About this task ▸ Replicate the data exactly, every line included.

Records for processing ▸

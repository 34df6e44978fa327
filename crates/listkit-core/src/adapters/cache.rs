use std::sync::Arc;

use tracing::debug;

use crate::cache::ContactCache;
use crate::item_view::{bind_selection, Select};
use crate::source::{ItemSource, LoadFuture, Origin};
use crate::{Contact, ItemView};

/// Contacts read back from the local cache. Never writes.
#[derive(Clone)]
pub struct CachedContactsSource {
    cache: Arc<dyn ContactCache>,
    select: Select<Contact>,
}

impl CachedContactsSource {
    pub fn new(cache: Arc<dyn ContactCache>, select: Select<Contact>) -> Self {
        Self { cache, select }
    }
}

impl ItemSource for CachedContactsSource {
    fn load_items<'a>(&'a self) -> LoadFuture<'a> {
        Box::pin(async move {
            let contacts = self
                .cache
                .load()
                .await
                .map_err(|error| error.with_origin(Origin::Cache))?;
            debug!(count = contacts.len(), "cached contacts loaded");

            Ok(contacts
                .iter()
                .map(|contact| ItemView::contact(contact, bind_selection(&self.select, contact)))
                .collect())
        })
    }
}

Task output ▸
repository 34df6e44978fa327
filename crates/listkit-core/src/adapters/cache.rs
use std::sync::Arc;

use tracing::debug;

use crate::cache::ContactCache;
use crate::item_view::{bind_selection, Select};
use crate::source::{ItemSource, LoadFuture, Origin};
use crate::{Contact, ItemView};

/// Contacts read back from the local cache. Never writes.
#[derive(Clone)]
pub struct CachedContactsSource {
    cache: Arc<dyn ContactCache>,
    select: Select<Contact>,
}

impl CachedContactsSource {
    pub fn new(cache: Arc<dyn ContactCache>, select: Select<Contact>) -> Self {
        Self { cache, select }
    }
}

impl ItemSource for CachedContactsSource {
    fn load_items<'a>(&'a self) -> LoadFuture<'a> {
        Box::pin(async move {
            let contacts = self
                .cache
                .load()
                .await
                .map_err(|error| error.with_origin(Origin::Cache))?;
            debug!(count = contacts.len(), "cached contacts loaded");

            Ok(contacts
                .iter()
                .map(|contact| ItemView::contact(contact, bind_selection(&self.select, contact)))
                .collect())
        })
    }
}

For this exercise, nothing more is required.